Cada passo das potências centrais rumo à superação da sua crise é na realidade um novo empurrão rumo ao abismo. Os subsídios concedidos aos grupos financeiros avultaram as dívidas públicas em conseguir a recomposição durável da economia e quando a seguir tentam travar o referido endividamento restringindo gastos estatais ao mesmo tempo que esmagam salários com o objectivo de melhorar os lucros dos empresários agravam o estancamento convertendo-o em recessão, deterioram as fontes dos recursos fiscais e eternizam o peso das dívidas. Frente ao desastre impulsionado pelas máfias financeiras levanta-se um coro variegado de neoliberais moderados, semi-keynesianos, regulacionistas e outros grupos que exigem a suavização dos ajustes e o estímulo ao investimento e ao consumo... ou seja, continuar a inchar as dívidas públicas e privadas... até que se recomponha um suposto círculo virtuoso de crescimento (e de endividamento) encarregado de pagar as dívidas e restabelecer a prosperidade... ao que os tecnocratas duros (sobretudo na Europa) respondem que os estados, as empresas e os consumidores estão saturados de dívidas e que o velho caminho da exuberância monetário-consumista deixou de ser transitável. Ambos os lados têm razão porque nem os ajustes nem as repartições de fundos são viáveis a médio praxo, na realidade o sistema é inviável.

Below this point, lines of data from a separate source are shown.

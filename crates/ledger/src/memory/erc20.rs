use crate::error::{LedgerError, LedgerResult};
use crate::Address;
use primitive_types::U256;
use std::collections::BTreeMap;

/// Balance and allowance book of one fungible token.
#[derive(Debug, Clone)]
pub(crate) struct Erc20 {
    pub address: Address,
    pub symbol: String,
    pub deployer: Address,
    pub total_supply: U256,
    balances: BTreeMap<Address, U256>,
    allowances: BTreeMap<(Address, Address), U256>,
}

impl Erc20 {
    pub fn new(address: Address, symbol: &str, deployer: Address) -> Self {
        Self {
            address,
            symbol: symbol.to_string(),
            deployer,
            total_supply: U256::zero(),
            balances: BTreeMap::new(),
            allowances: BTreeMap::new(),
        }
    }

    pub fn balance_of(&self, owner: Address) -> U256 {
        self.balances.get(&owner).copied().unwrap_or_default()
    }

    pub fn allowance(&self, owner: Address, spender: Address) -> U256 {
        self.allowances
            .get(&(owner, spender))
            .copied()
            .unwrap_or_default()
    }

    pub fn approve(&mut self, owner: Address, spender: Address, amount: U256) {
        self.allowances.insert((owner, spender), amount);
    }

    pub fn mint(&mut self, to: Address, amount: U256) -> LedgerResult<()> {
        let supply = self
            .total_supply
            .checked_add(amount)
            .ok_or(unisim_domain::error::DomainError::Overflow)?;
        self.total_supply = supply;
        *self.balances.entry(to).or_default() += amount;
        Ok(())
    }

    pub fn burn(&mut self, from: Address, amount: U256) -> LedgerResult<()> {
        self.ensure_balance(from, amount)?;
        self.debit(from, amount);
        self.total_supply -= amount;
        Ok(())
    }

    pub fn ensure_balance(&self, owner: Address, amount: U256) -> LedgerResult<()> {
        let available = self.balance_of(owner);
        if available < amount {
            return Err(LedgerError::InsufficientBalance {
                token: self.address,
                owner,
                needed: amount,
                available,
            });
        }
        Ok(())
    }

    /// Checks that `spender` may move `amount` out of `owner`.
    pub fn ensure_spendable(&self, owner: Address, spender: Address, amount: U256) -> LedgerResult<()> {
        let available = self.allowance(owner, spender);
        if available < amount {
            return Err(LedgerError::InsufficientAllowance {
                token: self.address,
                owner,
                spender,
                needed: amount,
                available,
            });
        }
        self.ensure_balance(owner, amount)
    }

    pub fn transfer(&mut self, from: Address, to: Address, amount: U256) -> LedgerResult<()> {
        self.ensure_balance(from, amount)?;
        self.debit(from, amount);
        *self.balances.entry(to).or_default() += amount;
        Ok(())
    }

    pub fn transfer_from(
        &mut self,
        spender: Address,
        from: Address,
        to: Address,
        amount: U256,
    ) -> LedgerResult<()> {
        self.ensure_spendable(from, spender, amount)?;
        let allowance = self.allowance(from, spender);
        if allowance != U256::MAX {
            self.allowances.insert((from, spender), allowance - amount);
        }
        self.transfer(from, to, amount)
    }

    fn debit(&mut self, owner: Address, amount: U256) {
        if let Some(balance) = self.balances.get_mut(&owner) {
            *balance -= amount;
        }
    }
}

As agressões imperiais quando conseguem derrotar os seus "inimigos" não conseguem instalar sistemas coloniais ou semi-coloniais estáveis como no passado e sim engendrar espaços caóticos. Assim é porque a economia mundial em declive não permite integrar as novas zonas periféricas submetidas, os espaços conquistados não são absorvidos por negócios produtivos ou comerciais medianamente estáveis da metrópole e sim saqueados por grupos mafiosos e por vezes simplesmente empurrados para a decomposição. Enquanto isso os gastos militares e paramilitares dos Estados Unidos, o centro hegemónico do capitalismo, incrementam o seu défice fiscal e as suas dívidas.

Fica assim a descoberto um aspecto essencial do imperialismo do século XXI em mutação rumo a uma dinâmica de desintegração geral de alcance planetário. Isto é advertido não só por alguns partidários do anti-capitalismo como também, desde há algum tempo, por um número crescente de "prestigiosos" (mediáticos) defensores do sistema como o guru financeiro Nouriel Roubini quando proclamava em meados de 2011 que o capitalismo havia entrado num período de auto-destruição [3] .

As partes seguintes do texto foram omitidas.